Life is certainly lived on the street here in Quezon City. I suppose it’s because the climate is so much more favourable to being outside. There isn’t as much variation as we experienced in Saskatchewan; every day starts at 25 and rises to at most 35. That means the occasional 21 degree mornings are surprisingly cold. In Saskatchewan we experienced a range of about 80 degrees over the nearly two years we lived there!

The small town of Herschel, Saskatchewan (yes the same Herschel immortalised by the backpack company) overcomes the weather when gathering by using a hockey rink. Monday evenings the buses don’t drop the kids at home. Instead everyone gathers at the rink, skates, talks, eats, and cooks. Sometimes a curling match breaks out. But nonetheless community happens. Inside.

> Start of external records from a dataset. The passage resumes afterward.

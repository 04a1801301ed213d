//! Group descriptions as emitted by the group-construction process.
//!
//! ```json
//! [
//!   {
//!     "name": "type_info",
//!     "size": 64,
//!     "word_size": 8,
//!     "members": [
//!       { "name": "int_type", "offset": 8, "size": 16 },
//!       { "name": "list_type", "offset": 40 }
//!     ]
//!   }
//! ]
//! ```

use serde::{Deserialize, Serialize};

/// One group, unvalidated.
#[derive(Debug, Clone, PartialEq, Eq, Serialize, Deserialize)]
pub struct RawGroup {
    pub name: String,
    /// Total size in bytes, header included.
    pub size: usize,
    /// Word size the description was generated for. Absent means "host".
    #[serde(default)]
    pub word_size: Option<usize>,
    #[serde(default)]
    pub members: Vec<RawMember>,
}

/// One member, positioned by byte offset from the group base.
#[derive(Debug, Clone, PartialEq, Eq, Serialize, Deserialize)]
pub struct RawMember {
    pub name: String,
    pub offset: usize,
    #[serde(default)]
    pub size: Option<usize>,
}

impl RawGroup {
    pub fn new(name: impl Into<String>, size: usize) -> Self {
        Self {
            name: name.into(),
            size,
            word_size: None,
            members: Vec::new(),
        }
    }

    /// Append a member (builder style, for descriptions assembled in code).
    pub fn member(mut self, name: impl Into<String>, offset: usize, size: Option<usize>) -> Self {
        self.members.push(RawMember {
            name: name.into(),
            offset,
            size,
        });
        self
    }
}

/// Parse a JSON array of group descriptions.
pub fn parse_groups(json: &str) -> Result<Vec<RawGroup>, serde_json::Error> {
    serde_json::from_str(json)
}
//! Tests for CLI dispatch logic.

use std::path::PathBuf;

use super::*;
use crate::cli::commands::{check_command, dump_command, resolve_command};

#[test]
fn check_takes_layout_path() {
    let m = check_command()
        .try_get_matches_from(["check", "groups.json"])
        .unwrap();
    let params = CheckParams::from_matches(&m);
    assert_eq!(params.layout_path, PathBuf::from("groups.json"));
}

#[test]
fn check_requires_layout_path() {
    let result = check_command().try_get_matches_from(["check"]);
    assert!(result.is_err());
}

#[test]
fn dump_defaults() {
    let m = dump_command()
        .try_get_matches_from(["dump", "groups.json"])
        .unwrap();
    let params = DumpParams::from_matches(&m);

    assert_eq!(params.group, None);
    assert_eq!(params.color, ColorChoice::Auto);
}

#[test]
fn dump_group_and_color() {
    let m = dump_command()
        .try_get_matches_from(["dump", "-", "-g", "vtables", "--color", "never"])
        .unwrap();
    let params = DumpParams::from_matches(&m);

    assert_eq!(params.layout_path, PathBuf::from("-"));
    assert_eq!(params.group.as_deref(), Some("vtables"));
    assert_eq!(params.color, ColorChoice::Never);
    assert!(!params.color.should_colorize());
}

#[test]
fn dump_rejects_unknown_color() {
    let result =
        dump_command().try_get_matches_from(["dump", "groups.json", "--color", "sometimes"]);
    assert!(result.is_err());
}

#[test]
fn resolve_params() {
    let m = resolve_command()
        .try_get_matches_from([
            "resolve",
            "groups.json",
            "--group",
            "type_info",
            "--member",
            "int_type",
            "--skip",
            "16",
        ])
        .unwrap();
    let params = ResolveParams::from_matches(&m);

    assert_eq!(params.group, "type_info");
    assert_eq!(params.member, "int_type");
    assert_eq!(params.skip, 16);
}

#[test]
fn resolve_skip_defaults_to_zero() {
    let m = resolve_command()
        .try_get_matches_from(["resolve", "groups.json", "-g", "g", "-m", "m"])
        .unwrap();
    assert_eq!(ResolveParams::from_matches(&m).skip, 0);
}

#[test]
fn resolve_requires_group_and_member() {
    assert!(
        resolve_command()
            .try_get_matches_from(["resolve", "groups.json", "-m", "m"])
            .is_err()
    );
    assert!(
        resolve_command()
            .try_get_matches_from(["resolve", "groups.json", "-g", "g"])
            .is_err()
    );
}

#[test]
fn resolve_rejects_negative_skip() {
    let result = resolve_command()
        .try_get_matches_from(["resolve", "groups.json", "-g", "g", "-m", "m", "--skip", "-1"]);
    assert!(result.is_err());
}

#[test]
fn cli_requires_subcommand() {
    assert!(build_cli().try_get_matches_from(["llgroup"]).is_err());
}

Right now I am sitting at the carwash down the street from Emily’s new place and the videoke has just started up. For those unfamiliar, videoke is a singing system invented by a Filipino that features a TV showing various scenes accompanied by subtitle-like lyrics and thumping music. The quality of the voice isn’t as important as participating in community. But it sure is fun!

The carwash waiting area consists of three picnic tables places end to end. A variety of people are seated around these tables but their connection to the carwash has yet be determined. Neighbours? Friends? Passersby? At any rate, community is happening mist obviously through the friendly teasing of the carwash boy. Conversations in Tagalog about having to talk to me in English, which will give him a nosebleed because his brains will explode. Laughter later when they find out I understand them.

What is interesting is that there is never an option given of not speaking with me — because they want me to join them in their community making. Because in Filipino culture it’s not really us vs them but people who share community and identity together. The word here is kapwa and describes a complex relationship achieved after progressing from mere acquaintances to bosom buddies. Everything is about this shared identity: Classmates, barkada (originally those who travelled with you on the ship to prison but now simply meaning your closest friends), wearing a common t-shirt, dressing in the role you are currently in (road cyclists attire, school uniform, clothes for just popping out of the house, security guard uniform).

Everyone’s identity is shared with everyone else’s identity. Everyone knows where they fit.

Community. A life lived together. On the street.

What is your community like? Please comment below.

Remember sharing is what friends do.

Image is mine.

5 thoughts on “Community. A life lived together. On the street.

  1. Great observation, Dr. Fast. I had the same experience. The carwash boys are jolly, and they would engage you in a conversation. What is amazing is that they seemed to be contented with what they are and I wondered why they didn’t seem to be envious of our own status as they routinely cleaned our car diligently until the last part of cleaning up – – -the application of a “tire black.” This can be a good study of carwash boys in our community through a dialogic approach.

    Liked by 1 person

  2. A wonderful post, Michael. Thank you very much! I can see and hear the people on the street with you. Very vivid descriptions.